• Required action
Lines from the line with "return fs::create_dir_all(&self.dir).is_ok();" to the line with "pub use file_storage::FileStorage;" in the entries below, and only those, must be output exactly, with both ends included.

• The data
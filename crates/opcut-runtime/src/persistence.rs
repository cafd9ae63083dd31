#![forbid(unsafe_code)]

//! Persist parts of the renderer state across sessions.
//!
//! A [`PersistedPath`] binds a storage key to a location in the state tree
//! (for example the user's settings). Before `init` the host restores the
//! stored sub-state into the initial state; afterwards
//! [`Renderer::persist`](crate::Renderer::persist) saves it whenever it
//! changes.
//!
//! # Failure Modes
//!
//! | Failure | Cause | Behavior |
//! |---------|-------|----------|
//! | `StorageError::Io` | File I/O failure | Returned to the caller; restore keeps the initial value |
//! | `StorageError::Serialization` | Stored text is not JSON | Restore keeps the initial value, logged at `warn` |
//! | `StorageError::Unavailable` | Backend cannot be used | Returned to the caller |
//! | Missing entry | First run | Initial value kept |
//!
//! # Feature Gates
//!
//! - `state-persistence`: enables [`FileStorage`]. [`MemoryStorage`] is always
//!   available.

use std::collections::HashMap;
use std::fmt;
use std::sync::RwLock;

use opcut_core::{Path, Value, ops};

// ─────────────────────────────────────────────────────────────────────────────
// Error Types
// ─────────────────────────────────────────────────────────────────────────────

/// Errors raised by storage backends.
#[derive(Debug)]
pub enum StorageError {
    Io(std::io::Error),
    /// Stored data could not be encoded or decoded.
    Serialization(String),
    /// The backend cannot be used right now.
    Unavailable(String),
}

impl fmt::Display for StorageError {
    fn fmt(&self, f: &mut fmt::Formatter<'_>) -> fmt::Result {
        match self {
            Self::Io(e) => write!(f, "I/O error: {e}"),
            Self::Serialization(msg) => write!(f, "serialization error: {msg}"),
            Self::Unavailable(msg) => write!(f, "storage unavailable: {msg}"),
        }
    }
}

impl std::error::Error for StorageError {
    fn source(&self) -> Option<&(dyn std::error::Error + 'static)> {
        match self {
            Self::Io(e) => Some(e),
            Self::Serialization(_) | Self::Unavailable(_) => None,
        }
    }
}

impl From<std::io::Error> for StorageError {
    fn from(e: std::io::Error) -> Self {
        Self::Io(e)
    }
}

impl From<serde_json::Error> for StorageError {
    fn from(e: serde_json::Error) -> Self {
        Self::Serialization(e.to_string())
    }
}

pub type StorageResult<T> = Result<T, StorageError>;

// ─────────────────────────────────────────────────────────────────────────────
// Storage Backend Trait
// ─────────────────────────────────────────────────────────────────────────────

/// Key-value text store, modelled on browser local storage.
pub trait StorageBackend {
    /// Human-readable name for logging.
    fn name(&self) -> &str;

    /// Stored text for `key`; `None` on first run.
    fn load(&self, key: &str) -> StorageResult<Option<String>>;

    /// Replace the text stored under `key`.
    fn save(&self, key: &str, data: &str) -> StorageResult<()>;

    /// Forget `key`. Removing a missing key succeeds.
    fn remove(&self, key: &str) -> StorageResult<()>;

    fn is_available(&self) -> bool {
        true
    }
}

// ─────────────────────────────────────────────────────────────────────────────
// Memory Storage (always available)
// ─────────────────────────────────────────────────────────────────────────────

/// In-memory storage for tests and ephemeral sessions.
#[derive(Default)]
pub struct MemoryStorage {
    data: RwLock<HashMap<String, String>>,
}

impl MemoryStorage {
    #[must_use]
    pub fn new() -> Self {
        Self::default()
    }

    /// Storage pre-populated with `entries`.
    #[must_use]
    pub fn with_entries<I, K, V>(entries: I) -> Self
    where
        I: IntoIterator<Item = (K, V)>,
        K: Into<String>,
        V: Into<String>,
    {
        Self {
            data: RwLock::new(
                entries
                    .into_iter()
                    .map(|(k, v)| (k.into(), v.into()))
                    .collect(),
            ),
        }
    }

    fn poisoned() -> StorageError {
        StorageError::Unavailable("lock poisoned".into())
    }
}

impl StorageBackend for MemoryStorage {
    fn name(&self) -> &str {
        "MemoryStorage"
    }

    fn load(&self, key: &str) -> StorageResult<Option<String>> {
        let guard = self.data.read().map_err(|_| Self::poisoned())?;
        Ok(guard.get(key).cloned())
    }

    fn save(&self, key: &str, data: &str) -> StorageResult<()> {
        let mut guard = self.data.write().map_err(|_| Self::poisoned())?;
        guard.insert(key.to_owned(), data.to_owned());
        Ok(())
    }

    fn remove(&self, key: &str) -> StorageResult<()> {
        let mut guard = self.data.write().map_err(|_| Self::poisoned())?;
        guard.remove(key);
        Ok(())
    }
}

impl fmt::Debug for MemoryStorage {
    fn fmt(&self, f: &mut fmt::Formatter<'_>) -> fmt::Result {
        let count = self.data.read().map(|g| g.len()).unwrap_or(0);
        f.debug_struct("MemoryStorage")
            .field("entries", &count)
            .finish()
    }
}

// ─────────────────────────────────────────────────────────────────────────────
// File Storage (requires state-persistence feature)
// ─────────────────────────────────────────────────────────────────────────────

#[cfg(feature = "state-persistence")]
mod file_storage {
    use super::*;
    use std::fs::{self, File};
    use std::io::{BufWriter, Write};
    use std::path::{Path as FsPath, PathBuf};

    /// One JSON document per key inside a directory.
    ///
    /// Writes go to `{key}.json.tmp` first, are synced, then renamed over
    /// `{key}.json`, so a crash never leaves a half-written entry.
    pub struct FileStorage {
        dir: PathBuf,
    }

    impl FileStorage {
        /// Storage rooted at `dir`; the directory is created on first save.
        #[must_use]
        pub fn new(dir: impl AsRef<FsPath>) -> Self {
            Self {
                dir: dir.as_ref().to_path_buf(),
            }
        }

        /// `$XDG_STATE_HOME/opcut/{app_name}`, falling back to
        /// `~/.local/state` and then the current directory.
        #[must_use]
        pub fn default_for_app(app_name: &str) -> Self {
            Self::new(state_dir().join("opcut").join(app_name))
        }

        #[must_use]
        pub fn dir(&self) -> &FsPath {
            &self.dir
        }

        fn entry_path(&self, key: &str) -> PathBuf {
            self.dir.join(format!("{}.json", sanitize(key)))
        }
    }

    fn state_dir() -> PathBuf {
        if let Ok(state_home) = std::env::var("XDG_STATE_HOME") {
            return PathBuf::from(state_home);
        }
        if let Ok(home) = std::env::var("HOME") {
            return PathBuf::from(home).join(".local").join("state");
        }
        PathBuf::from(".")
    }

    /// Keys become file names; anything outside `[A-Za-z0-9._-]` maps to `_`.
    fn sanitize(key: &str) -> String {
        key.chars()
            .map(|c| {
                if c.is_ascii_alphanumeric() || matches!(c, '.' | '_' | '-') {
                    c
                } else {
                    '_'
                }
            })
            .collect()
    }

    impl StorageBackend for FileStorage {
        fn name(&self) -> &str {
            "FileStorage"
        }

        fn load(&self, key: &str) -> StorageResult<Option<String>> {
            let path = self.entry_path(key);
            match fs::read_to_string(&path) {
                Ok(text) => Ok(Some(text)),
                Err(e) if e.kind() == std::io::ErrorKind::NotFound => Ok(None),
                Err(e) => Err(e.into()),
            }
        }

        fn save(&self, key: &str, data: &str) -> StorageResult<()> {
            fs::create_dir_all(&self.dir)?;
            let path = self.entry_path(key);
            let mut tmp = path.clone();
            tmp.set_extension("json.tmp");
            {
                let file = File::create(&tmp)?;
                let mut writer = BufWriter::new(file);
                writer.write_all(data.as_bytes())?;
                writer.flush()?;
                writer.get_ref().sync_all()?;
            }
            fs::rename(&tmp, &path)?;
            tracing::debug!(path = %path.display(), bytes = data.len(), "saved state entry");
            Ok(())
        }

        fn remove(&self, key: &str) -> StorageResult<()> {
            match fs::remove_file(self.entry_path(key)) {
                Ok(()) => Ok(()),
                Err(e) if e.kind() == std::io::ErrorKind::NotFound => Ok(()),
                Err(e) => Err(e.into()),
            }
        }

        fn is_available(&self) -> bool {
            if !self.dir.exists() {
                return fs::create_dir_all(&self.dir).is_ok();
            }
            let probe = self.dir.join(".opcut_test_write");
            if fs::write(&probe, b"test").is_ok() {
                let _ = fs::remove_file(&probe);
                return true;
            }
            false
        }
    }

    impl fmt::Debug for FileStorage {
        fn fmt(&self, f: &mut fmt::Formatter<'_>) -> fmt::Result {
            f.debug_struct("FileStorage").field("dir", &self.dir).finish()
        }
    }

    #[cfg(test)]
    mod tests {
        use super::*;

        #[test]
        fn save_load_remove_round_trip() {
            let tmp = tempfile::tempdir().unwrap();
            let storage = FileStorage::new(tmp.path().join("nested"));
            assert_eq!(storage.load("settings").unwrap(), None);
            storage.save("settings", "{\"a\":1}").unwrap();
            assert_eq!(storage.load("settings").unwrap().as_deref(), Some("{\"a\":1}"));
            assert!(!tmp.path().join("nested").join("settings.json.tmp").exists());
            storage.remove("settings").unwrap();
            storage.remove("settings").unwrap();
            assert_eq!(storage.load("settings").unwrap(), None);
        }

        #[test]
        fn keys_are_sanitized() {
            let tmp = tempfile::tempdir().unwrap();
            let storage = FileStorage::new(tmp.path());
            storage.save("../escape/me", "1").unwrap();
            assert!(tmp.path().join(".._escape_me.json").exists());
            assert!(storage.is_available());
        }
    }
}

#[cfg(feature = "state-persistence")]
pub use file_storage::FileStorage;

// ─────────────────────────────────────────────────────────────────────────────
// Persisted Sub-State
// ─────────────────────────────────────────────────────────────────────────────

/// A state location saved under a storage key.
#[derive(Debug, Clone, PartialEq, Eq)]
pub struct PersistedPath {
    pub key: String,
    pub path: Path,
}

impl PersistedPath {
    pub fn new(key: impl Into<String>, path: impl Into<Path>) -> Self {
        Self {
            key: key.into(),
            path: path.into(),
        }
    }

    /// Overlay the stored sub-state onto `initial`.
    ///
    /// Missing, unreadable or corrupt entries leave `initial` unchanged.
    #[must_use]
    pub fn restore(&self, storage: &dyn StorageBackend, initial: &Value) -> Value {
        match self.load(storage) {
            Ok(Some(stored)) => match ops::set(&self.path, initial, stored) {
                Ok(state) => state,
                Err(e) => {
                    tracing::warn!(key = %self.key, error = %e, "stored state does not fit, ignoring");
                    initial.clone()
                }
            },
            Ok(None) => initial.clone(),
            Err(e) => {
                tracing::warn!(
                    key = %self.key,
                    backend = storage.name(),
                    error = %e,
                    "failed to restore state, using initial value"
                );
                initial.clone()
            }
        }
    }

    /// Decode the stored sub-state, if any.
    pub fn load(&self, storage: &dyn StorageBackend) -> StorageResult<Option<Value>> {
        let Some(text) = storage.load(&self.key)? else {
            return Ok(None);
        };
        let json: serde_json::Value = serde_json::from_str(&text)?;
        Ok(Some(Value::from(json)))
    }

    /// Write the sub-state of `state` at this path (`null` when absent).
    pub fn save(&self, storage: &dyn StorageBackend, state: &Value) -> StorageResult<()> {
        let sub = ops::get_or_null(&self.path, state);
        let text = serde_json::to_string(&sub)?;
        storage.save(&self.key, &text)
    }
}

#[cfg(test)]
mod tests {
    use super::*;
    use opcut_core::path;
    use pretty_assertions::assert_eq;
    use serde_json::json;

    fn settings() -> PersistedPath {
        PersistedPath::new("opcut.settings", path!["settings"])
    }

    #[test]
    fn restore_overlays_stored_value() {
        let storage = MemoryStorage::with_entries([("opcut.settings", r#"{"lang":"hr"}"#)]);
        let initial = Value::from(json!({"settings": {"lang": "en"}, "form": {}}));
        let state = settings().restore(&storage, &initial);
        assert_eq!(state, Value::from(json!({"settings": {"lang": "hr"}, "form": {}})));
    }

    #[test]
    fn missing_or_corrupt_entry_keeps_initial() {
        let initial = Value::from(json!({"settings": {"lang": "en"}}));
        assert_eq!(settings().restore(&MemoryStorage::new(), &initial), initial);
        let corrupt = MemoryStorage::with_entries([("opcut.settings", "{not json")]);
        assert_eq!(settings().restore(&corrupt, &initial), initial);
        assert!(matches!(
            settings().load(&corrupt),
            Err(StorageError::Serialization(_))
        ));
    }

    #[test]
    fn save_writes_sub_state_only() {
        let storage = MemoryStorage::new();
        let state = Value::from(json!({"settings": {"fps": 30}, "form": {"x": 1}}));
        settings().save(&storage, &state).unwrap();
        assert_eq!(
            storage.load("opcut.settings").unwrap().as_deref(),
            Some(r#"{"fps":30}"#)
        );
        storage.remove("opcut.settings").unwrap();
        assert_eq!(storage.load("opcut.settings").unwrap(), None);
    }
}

• Result below
                return fs::create_dir_all(&self.dir).is_ok();
            }
            let probe = self.dir.join(".opcut_test_write");
            if fs::write(&probe, b"test").is_ok() {
                let _ = fs::remove_file(&probe);
                return true;
            }
            false
        }
    }

    impl fmt::Debug for FileStorage {
        fn fmt(&self, f: &mut fmt::Formatter<'_>) -> fmt::Result {
            f.debug_struct("FileStorage").field("dir", &self.dir).finish()
        }
    }

    #[cfg(test)]
    mod tests {
        use super::*;

        #[test]
        fn save_load_remove_round_trip() {
            let tmp = tempfile::tempdir().unwrap();
            let storage = FileStorage::new(tmp.path().join("nested"));
            assert_eq!(storage.load("settings").unwrap(), None);
            storage.save("settings", "{\"a\":1}").unwrap();
            assert_eq!(storage.load("settings").unwrap().as_deref(), Some("{\"a\":1}"));
            assert!(!tmp.path().join("nested").join("settings.json.tmp").exists());
            storage.remove("settings").unwrap();
            storage.remove("settings").unwrap();
            assert_eq!(storage.load("settings").unwrap(), None);
        }

        #[test]
        fn keys_are_sanitized() {
            let tmp = tempfile::tempdir().unwrap();
            let storage = FileStorage::new(tmp.path());
            storage.save("../escape/me", "1").unwrap();
            assert!(tmp.path().join(".._escape_me.json").exists());
            assert!(storage.is_available());
        }
    }
}

#[cfg(feature = "state-persistence")]
pub use file_storage::FileStorage;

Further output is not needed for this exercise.